--- Your assignment ---
Go to the line in the data below that contains "pub fn find_similar(store: &RecordStore, id: &str, limit: usize)". Write it out exactly, along with every later line through the last, and nothing else.

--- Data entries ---

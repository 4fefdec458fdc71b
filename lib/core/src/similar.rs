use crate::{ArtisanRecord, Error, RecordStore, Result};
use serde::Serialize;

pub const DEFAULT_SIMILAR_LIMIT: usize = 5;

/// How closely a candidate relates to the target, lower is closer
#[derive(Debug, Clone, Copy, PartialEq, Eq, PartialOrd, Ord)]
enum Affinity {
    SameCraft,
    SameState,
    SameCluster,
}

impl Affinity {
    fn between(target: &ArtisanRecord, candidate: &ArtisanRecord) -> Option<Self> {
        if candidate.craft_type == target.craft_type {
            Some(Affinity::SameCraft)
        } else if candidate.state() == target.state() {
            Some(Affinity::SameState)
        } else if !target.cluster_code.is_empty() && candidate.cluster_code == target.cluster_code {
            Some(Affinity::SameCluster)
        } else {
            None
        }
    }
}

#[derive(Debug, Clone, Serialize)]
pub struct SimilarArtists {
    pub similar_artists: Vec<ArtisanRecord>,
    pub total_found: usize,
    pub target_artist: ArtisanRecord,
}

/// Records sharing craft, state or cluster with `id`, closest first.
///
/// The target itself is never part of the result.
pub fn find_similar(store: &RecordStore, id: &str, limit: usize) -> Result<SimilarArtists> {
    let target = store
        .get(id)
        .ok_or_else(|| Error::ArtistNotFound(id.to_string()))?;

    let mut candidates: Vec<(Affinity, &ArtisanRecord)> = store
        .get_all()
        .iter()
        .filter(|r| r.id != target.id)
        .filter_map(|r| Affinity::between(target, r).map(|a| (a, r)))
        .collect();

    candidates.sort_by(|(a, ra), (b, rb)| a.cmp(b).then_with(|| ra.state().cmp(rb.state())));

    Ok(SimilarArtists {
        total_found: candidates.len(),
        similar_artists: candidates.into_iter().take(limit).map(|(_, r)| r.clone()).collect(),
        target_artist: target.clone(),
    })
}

--- Written answer ---
pub fn find_similar(store: &RecordStore, id: &str, limit: usize) -> Result<SimilarArtists> {
    let target = store
        .get(id)
        .ok_or_else(|| Error::ArtistNotFound(id.to_string()))?;

    let mut candidates: Vec<(Affinity, &ArtisanRecord)> = store
        .get_all()
        .iter()
        .filter(|r| r.id != target.id)
        .filter_map(|r| Affinity::between(target, r).map(|a| (a, r)))
        .collect();

    candidates.sort_by(|(a, ra), (b, rb)| a.cmp(b).then_with(|| ra.state().cmp(rb.state())));

    Ok(SimilarArtists {
        total_found: candidates.len(),
        similar_artists: candidates.into_iter().take(limit).map(|(_, r)| r.clone()).collect(),
        target_artist: target.clone(),
    })
}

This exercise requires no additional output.